Hey Mike. I can see why that paragraph is interpreted that way. I think the intent was to work forward from an existing application which is already referencing some service by a name. So the virtual service could be serviceA.local to match the application, and the initial virtual node would probably also have serviceA.local as service discovery (since a service is already being served by that name), until new revisions come up which could arbitrarily change to serviceA-v2.local and so on just for the service discovery component of the virtual nodes.

So, to be clear, your last paragraph is the intent for virtual services; stable name while the services behind it change.

The problem arises because today the proxy isn't intercepting DNS, so the application still needs to resolve the name before envoy takes over for the real service discovery dns.
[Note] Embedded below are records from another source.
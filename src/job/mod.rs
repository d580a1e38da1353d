//! Job announcements
//!
//! Fetching postings from the web and building the CV analysis prompt.

mod fetcher;
mod prompt;

pub use fetcher::{FetchError, JobFetcher};
pub use prompt::build_analysis_prompt;
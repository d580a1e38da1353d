//! CV analysis prompt

/// Build the prompt that asks the model to match a CV against a job posting.
///
/// The requested JSON shape matches what the web client renders: a score,
/// a summary, strengths, gaps, per-skill status, experience match and
/// recommendations.
pub fn build_analysis_prompt(cv_text: &str, job_text: &str) -> String {
    format!(
        r#"You are an experienced technical recruiter. Compare the candidate CV with the job announcement below.

Respond with a single JSON object and nothing else, using exactly these fields:
{{
  "score": <integer 0-100, overall fit>,
  "summary": "<two or three sentences>",
  "strengths": ["<strength>", ...],
  "gaps": ["<missing requirement>", ...],
  "skills": [{{"name": "<skill from the job announcement>", "status": "strong" | "partial" | "missing"}}, ...],
  "experience": [{{"category": "<area>", "match": <integer 0-100>}}, ...],
  "recommendations": ["<concrete advice for the candidate>", ...]
}}

The CV or the announcement may be written in English or Macedonian; answer in the language of the job announcement.

=== JOB ANNOUNCEMENT ===
{job}

=== CANDIDATE CV ===
{cv}
"#,
        job = job_text.trim(),
        cv = cv_text.trim(),
    )
}
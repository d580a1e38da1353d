//! CV Match Server
//!
//! Job announcement and CV processing backend: document text extraction with
//! OCR fallback and a local LLM gateway.

use std::net::SocketAddr;

use anyhow::Context;
use tokio::signal;
use tracing_subscriber::{layer::SubscriberExt, util::SubscriberInitExt};

use cv_match_server::config::Config;
use cv_match_server::routes;
use cv_match_server::state::AppState;

#[tokio::main]
async fn main() -> anyhow::Result<()> {
    // Initialize tracing
    tracing_subscriber::registry()
        .with(
            tracing_subscriber::EnvFilter::try_from_default_env()
                .unwrap_or_else(|_| "cv_match_server=debug,tower_http=debug".into()),
        )
        .with(tracing_subscriber::fmt::layer())
        .init();

    // Load configuration
    dotenvy::dotenv().ok();

    let config = Config::from_env().context("Invalid configuration")?;

    tracing::info!("Starting CV Match Server v{}", env!("CARGO_PKG_VERSION"));
    tracing::info!("OCR providers: {:?} ({})", config.ocr.providers, config.ocr.languages);

    let addr: SocketAddr = format!("{}:{}", config.server.host, config.server.port)
        .parse()
        .with_context(|| {
            format!(
                "Invalid listen address {}:{}",
                config.server.host, config.server.port
            )
        })?;

    let app_state = AppState::new(config).context("Failed to initialize application state")?;
    let app = routes::app(app_state);

    tracing::info!("CV Match Server listening on {}", addr);

    let listener = tokio::net::TcpListener::bind(addr)
        .await
        .with_context(|| format!("Failed to bind {}", addr))?;

    axum::serve(listener, app)
        .with_graceful_shutdown(shutdown_signal())
        .await
        .context("Server error")?;

    tracing::info!("Server shutdown complete");
    Ok(())
}

/// Graceful shutdown signal handler
async fn shutdown_signal() {
    let ctrl_c = async {
        if let Err(e) = signal::ctrl_c().await {
            tracing::error!("Failed to install Ctrl+C handler: {}", e);
            std::future::pending::<()>().await;
        }
    };

    #[cfg(unix)]
    let terminate = async {
        match signal::unix::signal(signal::unix::SignalKind::terminate()) {
            Ok(mut sigterm) => {
                sigterm.recv().await;
            }
            Err(e) => {
                tracing::error!("Failed to install SIGTERM handler: {}", e);
                std::future::pending::<()>().await;
            }
        }
    };

    #[cfg(not(unix))]
    let terminate = std::future::pending::<()>();

    tokio::select! {
        _ = ctrl_c => {
            tracing::info!("Received Ctrl+C, starting graceful shutdown...");
        },
        _ = terminate => {
            tracing::info!("Received SIGTERM, starting graceful shutdown...");
        },
    }
}
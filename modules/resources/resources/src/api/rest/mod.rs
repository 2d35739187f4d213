//! REST API layer for the Resources module.

pub mod dto;
pub mod error;
pub mod extract;
pub mod handlers;
pub mod routes;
A bunch of our examples use a cloudmap private DNS namespace and have the virtual service match the service discovery, so the records are created. Other workarounds include creating the dummy record in route53 or in the local hosts file; the application just needs to send the request out to the proxy.

I'm not sure if App Mesh creating DNS records is the right mechanism for this; removing the need to have resolvable DNS for the virtual service name may be a better solution, to have the proxy take over that initial DNS response for the application. I thought we already had an open issue I could point you to (to see if it matches up with your current understanding), I'll check with the team.

Did I miss anything?

rajal-amzn · 2021-03-15T23:58:55Z

I agree with @efe-selcuk. We have an open issue to track naming Virtual Services by any name instead of FQDN.
@rizblie Would you mind if I close this in favor of this issue

rizblie · 2021-03-16T14:23:24Z

Hi @efe-selcuk - I understand your explanation, and it makes sense where there is an existing application that has been "meshified". But where a new application is being deployed from scratch, it feels wrong to create the expectation that version 1 should assume the "versionless" name, and that only subsequent versions should have different names. What is so special about version1 that it should follow a different naming convention than subsequent versions?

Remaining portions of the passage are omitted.